# PROBLEM TO WORK ON
Go through the entries below and print, exactly, the lines starting at the one with "pub fn in_memory()" and ending at the one with "self.addresses.insert(instance_address, instance_id);", keeping both ends and no others.

# Stored data entries

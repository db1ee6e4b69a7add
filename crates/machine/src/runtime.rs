//! The machine itself: registry, dispatch, gas economics, commit.
//!
//! `call` is the sole entry point for state changes. Every call runs
//! against a fresh [`ExecutionContext`]; the runtime pre-debits the
//! caller's gas reserve so the budget is always funded, dispatches into
//! the application behind a single catch point, re-credits the reserve,
//! and settles the actual gas. A committed success flushes the context's
//! buffers into the stores in key order; any failure drops the buffers
//! and charges the caller the full budget, clamped at their balance.

use std::collections::BTreeMap;
use std::sync::atomic::{AtomicBool, Ordering};

use bytes::Bytes;
use mam_codec::{account_array_to_bytes, find_app_record, parse_array};
use mam_common::{Address, InstanceId};
use mam_storage::KeyValueStore;
use tracing::{debug, info};

use crate::apps::{App, Catalogue, Mcm};
use crate::chain::ChainHead;
use crate::constants::{APP_TYPE_MCM, GAS_PRICE, MCM_APP_ID};
use crate::context::{ExecutionContext, WriteBuffer, app_storage_key};
use crate::errors::VmError;

/// One machine per process. A second construction fails until the first
/// instance is dropped.
static MACHINE_LIVE: AtomicBool = AtomicBool::new(false);

/// A registered application template.
#[derive(Debug, Clone, Copy, PartialEq, Eq)]
pub struct AppTemplate {
    pub template_type: u8,
}

impl AppTemplate {
    pub fn new(template_type: u8) -> Self {
        Self { template_type }
    }
}

/// Result of a call: gas consumed, its price in nMCM, and the captured
/// failure if the call did not go through.
#[derive(Debug, Clone, PartialEq, Eq)]
pub struct CallOutcome {
    pub gas_used: u64,
    pub gas_cost: u64,
    pub error: Option<VmError>,
}

impl CallOutcome {
    pub fn is_success(&self) -> bool {
        self.error.is_none()
    }
}

/// The Mochimo Application Machine.
pub struct Mam {
    templates: Vec<AppTemplate>,
    apps: BTreeMap<InstanceId, App>,
    addresses: BTreeMap<Address, InstanceId>,
    app_storage: Box<dyn KeyValueStore>,
    account_storage: Box<dyn KeyValueStore>,
    next_instance_id: InstanceId,
    chain: ChainHead,
}

impl Mam {
    /// Build a machine over the given stores. The native-coin application
    /// is registered as instance 0 unconditionally.
    ///
    /// The stores may arrive pre-populated (genesis accounts); the machine
    /// never assumes they are empty.
    pub fn new(
        app_storage: Box<dyn KeyValueStore>,
        account_storage: Box<dyn KeyValueStore>,
    ) -> Result<Self, VmError> {
        if MACHINE_LIVE.swap(true, Ordering::SeqCst) {
            return Err(VmError::MachineAlreadyRunning);
        }
        let mut apps = BTreeMap::new();
        apps.insert(
            MCM_APP_ID,
            App::Mcm(Mcm::new(MCM_APP_ID, Address::instance(0))),
        );
        Ok(Self {
            templates: vec![AppTemplate::new(APP_TYPE_MCM)],
            apps,
            addresses: BTreeMap::new(),
            app_storage,
            account_storage,
            next_instance_id: 1,
            chain: ChainHead::new(),
        })
    }

    /// Convenience constructor over fresh in-memory stores.
    pub fn in_memory() -> Result<Self, VmError> {
        Self::new(
            Box::new(mam_storage::InMemoryStore::new()),
            Box::new(mam_storage::InMemoryStore::new()),
        )
    }

    // ── Registry ──────────────────────────────────────────────────

    /// Register an application template. Duplicate types are rejected.
    pub fn add_app_template(&mut self, template: AppTemplate) -> Result<(), VmError> {
        if self
            .templates
            .iter()
            .any(|existing| existing.template_type == template.template_type)
        {
            return Err(VmError::TemplateExists(template.template_type));
        }
        self.templates.push(template);
        Ok(())
    }

    /// Instantiate a registered template under the next instance id.
    ///
    /// The instance's reserved address starts with an empty account entry;
    /// instances are never destroyed.
    pub fn create_instance(&mut self, template_type: u8) -> Result<InstanceId, VmError> {
        if !self
            .templates
            .iter()
            .any(|template| template.template_type == template_type)
        {
            return Err(VmError::UnknownTemplateType(template_type));
        }
        let instance_id = self.next_instance_id;
        let short_id =
            u16::try_from(instance_id).map_err(|_| VmError::InstanceLimit(instance_id))?;
        let instance_address = Address::instance(short_id);
        let app = App::from_template(template_type, instance_id, instance_address)?;
        self.next_instance_id += 1;
        self.account_storage.write(instance_address.as_bytes(), Bytes::new());
        self.addresses.insert(instance_address, instance_id);
        self.apps.insert(instance_id, app);
        info!(instance_id, template_type, %instance_address, "created application instance");
        Ok(instance_id)
    }

    // ── Dispatch ──────────────────────────────────────────────────

    /// Execute one call against the machine.
    ///
    /// Returns `Err` only for caller misuse that never reaches dispatch
    /// (unknown application id, committed call without a gas budget).
    /// Every in-call failure lands in [`CallOutcome::error`] with the
    /// punitive gas charge applied.
    pub fn call(
        &mut self,
        dry_run: bool,
        caller: Address,
        max_gas: Option<u64>,
        app_id: InstanceId,
        selector: u8,
        params: &[u8],
    ) -> Result<CallOutcome, VmError> {
        if !self.apps.contains_key(&app_id) {
            return Err(VmError::UnknownApp(app_id));
        }
        if !dry_run && max_gas.is_none() {
            return Err(VmError::MaxGasRequired);
        }
        debug!(app_id, selector, dry_run, %caller, "executing call");

        let (outcome, buffers) = {
            let catalogue = Catalogue::new(&self.apps, self.chain.bnum());
            let mut ctx =
                ExecutionContext::new(max_gas, &*self.app_storage, &*self.account_storage);
            let result = dispatch(
                &catalogue, &mut ctx, dry_run, caller, max_gas, app_id, selector, params,
            );

            // On a committed failure the miner keeps the whole budget.
            let gas_used = match (&result, dry_run) {
                (Err(_), false) => max_gas.unwrap_or_default(),
                _ => ctx.total_gas(),
            };
            let gas_cost = gas_used
                .checked_mul(GAS_PRICE)
                .ok_or(VmError::Internal("gas cost overflow"))?;

            let error = result.err();
            let commit = !dry_run && error.is_none();
            if commit {
                debit_gas_buffered(&mut ctx, &caller, gas_cost)?;
            }
            let buffers = commit.then(|| ctx.into_buffers());
            (
                CallOutcome {
                    gas_used,
                    gas_cost,
                    error,
                },
                buffers,
            )
        };

        match buffers {
            Some((app_buffer, account_buffer)) => self.flush(app_buffer, account_buffer),
            // Committed failure: the buffers are gone; only the punitive
            // gas debit lands, clamped at the caller's balance.
            None if !dry_run => self.debit_gas_direct(&caller, outcome.gas_cost),
            None => {}
        }

        if let Some(error) = &outcome.error {
            debug!(%error, gas_used = outcome.gas_used, "call failed");
        }
        Ok(outcome)
    }

    /// Apply buffered writes to the stores, in key order.
    fn flush(&mut self, app_buffer: WriteBuffer, account_buffer: WriteBuffer) {
        for (key, value) in app_buffer {
            self.app_storage.write(&key, value);
        }
        for (key, value) in account_buffer {
            self.account_storage.write(&key, value);
        }
    }

    /// Debit the punitive gas charge straight against the store. Malformed
    /// or missing caller records debit nothing.
    fn debit_gas_direct(&mut self, caller: &Address, gas_cost: u64) {
        let storage = self.account_storage.read(caller.as_bytes());
        let Ok(mut records) = parse_array(&storage) else {
            return;
        };
        let Some((index, record)) = find_app_record(MCM_APP_ID, &records) else {
            return;
        };
        let balance = Mcm::raw_balance(record);
        let Ok(updated) = Mcm::with_balance(record, balance.saturating_sub(gas_cost)) else {
            return;
        };
        records[index] = updated;
        let Ok(encoded) = account_array_to_bytes(&records) else {
            return;
        };
        self.account_storage.write(caller.as_bytes(), Bytes::from(encoded));
    }

    // ── Introspection ─────────────────────────────────────────────

    /// Current block number of the external chain view.
    pub fn bnum(&self) -> u64 {
        self.chain.bnum()
    }

    /// Advance the external chain view by one block.
    pub fn advance_block(&mut self) {
        self.chain.advance();
    }

    /// Read an account's raw storage.
    pub fn read_account_storage(&self, address: &Address) -> Bytes {
        self.account_storage.read(address.as_bytes())
    }

    /// Read an application instance's raw storage.
    pub fn read_app_storage(&self, id: InstanceId) -> Bytes {
        self.app_storage.read(&app_storage_key(id))
    }

    /// Reserved address of a registered instance.
    pub fn instance_address(&self, id: InstanceId) -> Option<Address> {
        self.apps.get(&id).map(App::instance_address)
    }

    /// Instance registered at a reserved address, if any.
    pub fn instance_by_address(&self, address: &Address) -> Option<InstanceId> {
        self.addresses.get(address).copied()
    }
}

impl Drop for Mam {
    fn drop(&mut self) {
        MACHINE_LIVE.store(false, Ordering::SeqCst);
    }
}

/// The guarded body of a call: reserve bookkeeping around the application
/// dispatch, then the storage-cap check.
#[allow(clippy::too_many_arguments)]
fn dispatch(
    catalogue: &Catalogue<'_>,
    ctx: &mut ExecutionContext<'_>,
    dry_run: bool,
    caller: Address,
    max_gas: Option<u64>,
    app_id: InstanceId,
    selector: u8,
    params: &[u8],
) -> Result<(), VmError> {
    let reserve = if dry_run {
        0
    } else {
        max_gas
            .unwrap_or_default()
            .checked_mul(GAS_PRICE)
            .ok_or(VmError::Internal("gas reserve overflow"))?
    };

    if !dry_run {
        // Pre-debit the reserve, unmetered, so the budget is guaranteed to
        // be funded whatever the application does to the balance.
        let storage = ctx.read_account_storage_unmetered(&caller)?;
        let mut records = parse_array(&storage)?;
        match find_app_record(MCM_APP_ID, &records) {
            Some((index, record)) => {
                let balance = Mcm::raw_balance(record);
                if balance < reserve {
                    return Err(VmError::InsufficientBalance {
                        have: balance,
                        need: reserve,
                    });
                }
                records[index] = Mcm::with_balance(record, balance - reserve)?;
                ctx.write_account_storage_unmetered(&caller, account_array_to_bytes(&records)?)?;
            }
            None if reserve == 0 => {}
            None => {
                return Err(VmError::InsufficientBalance {
                    have: 0,
                    need: reserve,
                });
            }
        }
    }

    let app = catalogue.app(app_id)?;
    let executed = app.execute(catalogue, caller, selector, params, ctx);

    if !dry_run && reserve > 0 {
        // Re-credit the reserve unconditionally; on the failure path the
        // buffered edits cancel out when the buffer is dropped.
        let storage = ctx.read_account_storage_unmetered(&caller)?;
        let mut records = parse_array(&storage)?;
        if let Some((index, record)) = find_app_record(MCM_APP_ID, &records) {
            let balance = Mcm::raw_balance(record)
                .checked_add(reserve)
                .ok_or(VmError::Overflow)?;
            records[index] = Mcm::with_balance(record, balance)?;
            ctx.write_account_storage_unmetered(&caller, account_array_to_bytes(&records)?)?;
        }
    }
    executed?;

    let used = ctx.read_app_storage_unmetered(app_id)?.len();
    if used > app.max_storage() {
        return Err(VmError::StorageOverflow {
            used,
            max: app.max_storage(),
        });
    }
    Ok(())
}

/// Settle the actual gas inside the buffer before it flushes: the debit is
/// clamped at the caller's balance.
fn debit_gas_buffered(
    ctx: &mut ExecutionContext<'_>,
    caller: &Address,
    gas_cost: u64,
) -> Result<(), VmError> {
    let storage = ctx.read_account_storage_unmetered(caller)?;
    let mut records = parse_array(&storage)?;
    let Some((index, record)) = find_app_record(MCM_APP_ID, &records) else {
        return Ok(());
    };
    let balance = Mcm::raw_balance(record);
    records[index] = Mcm::with_balance(record, balance.saturating_sub(gas_cost))?;
    ctx.write_account_storage_unmetered(caller, account_array_to_bytes(&records)?)?;
    Ok(())
}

# ANSWER FOR THIS EXERCISE
    pub fn in_memory() -> Result<Self, VmError> {
        Self::new(
            Box::new(mam_storage::InMemoryStore::new()),
            Box::new(mam_storage::InMemoryStore::new()),
        )
    }

    // ── Registry ──────────────────────────────────────────────────

    /// Register an application template. Duplicate types are rejected.
    pub fn add_app_template(&mut self, template: AppTemplate) -> Result<(), VmError> {
        if self
            .templates
            .iter()
            .any(|existing| existing.template_type == template.template_type)
        {
            return Err(VmError::TemplateExists(template.template_type));
        }
        self.templates.push(template);
        Ok(())
    }

    /// Instantiate a registered template under the next instance id.
    ///
    /// The instance's reserved address starts with an empty account entry;
    /// instances are never destroyed.
    pub fn create_instance(&mut self, template_type: u8) -> Result<InstanceId, VmError> {
        if !self
            .templates
            .iter()
            .any(|template| template.template_type == template_type)
        {
            return Err(VmError::UnknownTemplateType(template_type));
        }
        let instance_id = self.next_instance_id;
        let short_id =
            u16::try_from(instance_id).map_err(|_| VmError::InstanceLimit(instance_id))?;
        let instance_address = Address::instance(short_id);
        let app = App::from_template(template_type, instance_id, instance_address)?;
        self.next_instance_id += 1;
        self.account_storage.write(instance_address.as_bytes(), Bytes::new());
        self.addresses.insert(instance_address, instance_id);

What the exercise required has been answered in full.